Em um exercício quase hercúleo, pegaram todas as edições do New York Times, jornal de grande circulação nos EUA e no mundo, e extraíram os textos. Dali, através de modelos estatísticos avançados, construíram um índice que classificava a “atenção do mercado” a diversos tópicos, como “guerra”, grandes desastres e outros temas não focados em desastres (como “consumo”, “boom do setor de construção” e “bolha em ações”, por exemplo).
O estudo tomou cuidado de levar em conta as alterações semânticas que ocorreram ao longo do tempo, mas a grande sacada do trabalho foi não somente considerar os eventos que aconteceram de fato (como uma guerra em um país do Oriente Médio), como também eventos que achou-se possíveis de ocorrer na época (como uma guerra que não chegou a ocorrer).
A conclusão?
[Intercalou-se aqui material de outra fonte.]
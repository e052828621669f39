// src/router.rs
//
// Order-entry boundary. The FIX session layer lives outside the core and
// hands over already-decoded requests; this router validates them against
// the symbol manager and forwards the survivors to the matching engine.
// Every rejection carries a typed reason the gateway can map onto an
// execution report.

use crate::engine::{ClientOrder, MatchResult, MatchingEngine, OrderStatus, OrderType, TimeInForce};
use crate::events::Side;
use crate::symman::SymbolManager;
use std::sync::Arc;

#[derive(Debug, Clone)]
pub struct OrderRequest {
    pub cl_ord_id: u64,
    pub symbol_name: String,
    pub side: Side,
    pub ord_type: OrderType,
    pub tif: TimeInForce,
    pub quantity: u32,
    /// Required for limit orders, ignored for market orders.
    pub price: Option<u32>,
}

#[derive(Debug, Clone, Copy, PartialEq, Eq)]
pub enum RejectReason {
    MissingField,
    InvalidQuantity,
    InvalidPrice,
    UnknownSymbol,
    MarketClosed,
    UnknownOrder,
}

impl RejectReason {
    pub fn as_str(self) -> &'static str {
        match self {
            RejectReason::MissingField => "missing required field",
            RejectReason::InvalidQuantity => "invalid quantity",
            RejectReason::InvalidPrice => "invalid price",
            RejectReason::UnknownSymbol => "unknown symbol",
            RejectReason::MarketClosed => "market closed",
            RejectReason::UnknownOrder => "unknown order",
        }
    }
}

#[derive(Debug, Default, Clone, Copy)]
pub struct RoutingStats {
    pub total_orders: u64,
    pub routed_orders: u64,
    pub rejected_orders: u64,
    pub unknown_symbol_orders: u64,
    pub market_closed_orders: u64,
}

pub struct OrderRouter {
    symbols: Arc<SymbolManager>,
    stats: RoutingStats,
}

impl OrderRouter {
    pub fn new(symbols: Arc<SymbolManager>) -> Self {
        Self { symbols, stats: RoutingStats::default() }
    }

    pub fn stats(&self) -> RoutingStats {
        self.stats
    }

    /// Validate and forward. On success the engine's MatchResult comes back
    /// (which can itself be REJECTED, e.g. on pool exhaustion); fills reach
    /// the gateway through the engine's fill callback.
    pub fn route_order(
        &mut self,
        engine: &mut MatchingEngine,
        req: &OrderRequest,
    ) -> Result<MatchResult, RejectReason> {
        self.stats.total_orders += 1;
        let order = match self.validate(req) {
            Ok(o) => o,
            Err(reason) => {
                self.stats.rejected_orders += 1;
                match reason {
                    RejectReason::UnknownSymbol => self.stats.unknown_symbol_orders += 1,
                    RejectReason::MarketClosed => self.stats.market_closed_orders += 1,
                    _ => {}
                }
                return Err(reason);
            }
        };
        let result = engine.process_order(order);
        if result.final_status == OrderStatus::Rejected {
            self.stats.rejected_orders += 1;
        } else {
            self.stats.routed_orders += 1;
        }
        Ok(result)
    }

    pub fn route_cancel(&mut self, engine: &mut MatchingEngine, cl_ord_id: u64) -> bool {
        engine.cancel_order(cl_ord_id)
    }

    pub fn route_replace(
        &mut self,
        engine: &mut MatchingEngine,
        old_cl_ord_id: u64,
        req: &OrderRequest,
    ) -> Result<MatchResult, RejectReason> {
        self.stats.total_orders += 1;
        let order = match self.validate(req) {
            Ok(o) => o,
            Err(reason) => {
                self.stats.rejected_orders += 1;
                return Err(reason);
            }
        };
        if engine.get_order(old_cl_ord_id).is_none() {
            self.stats.rejected_orders += 1;
            return Err(RejectReason::UnknownOrder);
        }
        let result = engine.replace_order(old_cl_ord_id, order);
        self.stats.routed_orders += 1;
        Ok(result)
    }

    fn validate(&self, req: &OrderRequest) -> Result<ClientOrder, RejectReason> {
        if req.symbol_name.is_empty() || req.cl_ord_id == 0 {
            return Err(RejectReason::MissingField);
        }
        if req.quantity == 0 {
            return Err(RejectReason::InvalidQuantity);
        }
        let sym = self.symbols.id_of(&req.symbol_name).ok_or(RejectReason::UnknownSymbol)?;
        if !self.symbols.can_trade(sym) {
            return Err(RejectReason::MarketClosed);
        }
        if !self.symbols.validate_quantity(sym, req.quantity) {
            return Err(RejectReason::InvalidQuantity);
        }
        let price = match req.ord_type {
            OrderType::Limit => {
                let px = req.price.ok_or(RejectReason::InvalidPrice)?;
                if !self.symbols.validate_price(sym, px) {
                    return Err(RejectReason::InvalidPrice);
                }
                px
            }
            OrderType::Market => 0,
        };
        Ok(ClientOrder {
            id: req.cl_ord_id,
            symbol: sym,
            side: req.side,
            ord_type: req.ord_type,
            tif: req.tif,
            price,
            quantity: req.quantity,
            filled: 0,
            status: OrderStatus::New,
            received_ns: 0,
        })
    }
}

#[cfg(test)]
mod tests {
    use super::*;
    use crate::book::BookParams;
    use crate::symman::{SymbolConfig, SymbolState};

    fn setup() -> (OrderRouter, MatchingEngine, Arc<SymbolManager>) {
        let symbols = Arc::new(SymbolManager::new());
        symbols.add_symbol(&SymbolConfig {
            name: "AAPL".to_string(),
            tick_size: 10,
            min_price: 41_000,
            max_price: 59_000,
            min_qty: 10,
            max_qty: 10_000,
            lot_size: 100,
            initial_state: SymbolState::Open,
        });
        let router = OrderRouter::new(symbols.clone());
        (router, MatchingEngine::new(BookParams::default()), symbols)
    }

    fn limit_req(id: u64, qty: u32, px: u32) -> OrderRequest {
        OrderRequest {
            cl_ord_id: id,
            symbol_name: "AAPL".to_string(),
            side: Side::Bid,
            ord_type: OrderType::Limit,
            tif: TimeInForce::Day,
            quantity: qty,
            price: Some(px),
        }
    }

    #[test]
    fn valid_order_rests() {
        let (mut r, mut e, _) = setup();
        let res = r.route_order(&mut e, &limit_req(1, 100, 49_900)).unwrap();
        assert_eq!(res.final_status, OrderStatus::New);
        assert_eq!(e.books().get(1).unwrap().best_bid(), 49_900);
        assert_eq!(r.stats().routed_orders, 1);
    }

    #[test]
    fn unknown_symbol_is_rejected() {
        let (mut r, mut e, _) = setup();
        let mut req = limit_req(1, 100, 49_900);
        req.symbol_name = "ZZZZ".to_string();
        assert_eq!(r.route_order(&mut e, &req), Err(RejectReason::UnknownSymbol));
        assert_eq!(r.stats().unknown_symbol_orders, 1);
    }

    #[test]
    fn halted_symbol_rejects_as_market_closed() {
        let (mut r, mut e, symbols) = setup();
        let id = symbols.id_of("AAPL").unwrap();
        symbols.halt(id);
        assert_eq!(r.route_order(&mut e, &limit_req(1, 100, 49_900)), Err(RejectReason::MarketClosed));
        assert_eq!(r.stats().market_closed_orders, 1);
    }

    #[test]
    fn quantity_bounds_and_zero() {
        let (mut r, mut e, _) = setup();
        assert_eq!(r.route_order(&mut e, &limit_req(1, 0, 49_900)), Err(RejectReason::InvalidQuantity));
        assert_eq!(
            r.route_order(&mut e, &limit_req(2, 99_999, 49_900)),
            Err(RejectReason::InvalidQuantity)
        );
    }

    #[test]
    fn limit_price_is_required_and_checked() {
        let (mut r, mut e, _) = setup();
        let mut req = limit_req(1, 100, 49_900);
        req.price = None;
        assert_eq!(r.route_order(&mut e, &req), Err(RejectReason::InvalidPrice));
        // Off the tick grid.
        assert_eq!(r.route_order(&mut e, &limit_req(2, 100, 49_905)), Err(RejectReason::InvalidPrice));
        // Outside the symbol band.
        assert_eq!(r.route_order(&mut e, &limit_req(3, 100, 60_000)), Err(RejectReason::InvalidPrice));
    }

    #[test]
    fn market_order_ignores_price_validation() {
        let (mut r, mut e, _) = setup();
        r.route_order(&mut e, &{
            let mut q = limit_req(1, 100, 49_900);
            q.side = Side::Ask;
            q
        })
        .unwrap();
        let req = OrderRequest {
            cl_ord_id: 2,
            symbol_name: "AAPL".to_string(),
            side: Side::Bid,
            ord_type: OrderType::Market,
            tif: TimeInForce::Ioc,
            quantity: 50,
            price: None,
        };
        let res = r.route_order(&mut e, &req).unwrap();
        assert_eq!(res.total_filled, 50);
    }

    #[test]
    fn replace_requires_known_order() {
        let (mut r, mut e, _) = setup();
        assert_eq!(
            r.route_replace(&mut e, 42, &limit_req(43, 100, 49_900)),
            Err(RejectReason::UnknownOrder)
        );
        r.route_order(&mut e, &limit_req(1, 100, 49_900)).unwrap();
        let res = r.route_replace(&mut e, 1, &limit_req(2, 50, 49_800)).unwrap();
        assert_eq!(res.final_status, OrderStatus::New);
        let book = e.books().get(1).unwrap();
        assert_eq!(book.best_bid(), 49_800);
        assert!(book.order(1).is_none());
    }

    #[test]
    fn missing_fields_are_rejected() {
        let (mut r, mut e, _) = setup();
        let mut req = limit_req(0, 100, 49_900);
        assert_eq!(r.route_order(&mut e, &req), Err(RejectReason::MissingField));
        req = limit_req(1, 100, 49_900);
        req.symbol_name = String::new();
        assert_eq!(r.route_order(&mut e, &req), Err(RejectReason::MissingField));
    }
}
Que o tópico “guerra” é o que tem maior poder preditivo sobre o retorno das ações – muito mais do que tópicos como “crise no mercado de ações” ou “crise no setor de construção”.
O “índice de Guerra” ao longo do tempo: eventos que não chegaram a ocorrer de fato tiveram impacto no mercado acionário (Hirshleifer, Mai e Pukthuanthong, 2023)
E esse “fator guerra” para explicar o retorno das ações tem crescido ao longo do tempo: ao longo da amostra de 160 anos, um aumento de um desvio-padrão no “fator Guerra” prevê um aumento de 3,80% no excesso de retorno anualizado das ações no próximo mês.
Na comparação, nos últimos 20 anos, esse número é de 9,83%.
Isso quer dizer que o investidor deve parar de olhar o balanço das empresas e passar a acompanhar o noticiário geopolítico? Óbvio que não.
O que podemos tirar de conclusão desse estudo é: não é apenas o que acontece, mas também o que espera-se que aconteça, que impactam as ações. Em especial, o que espera-se que aconteça em relação a conflitos bélicos.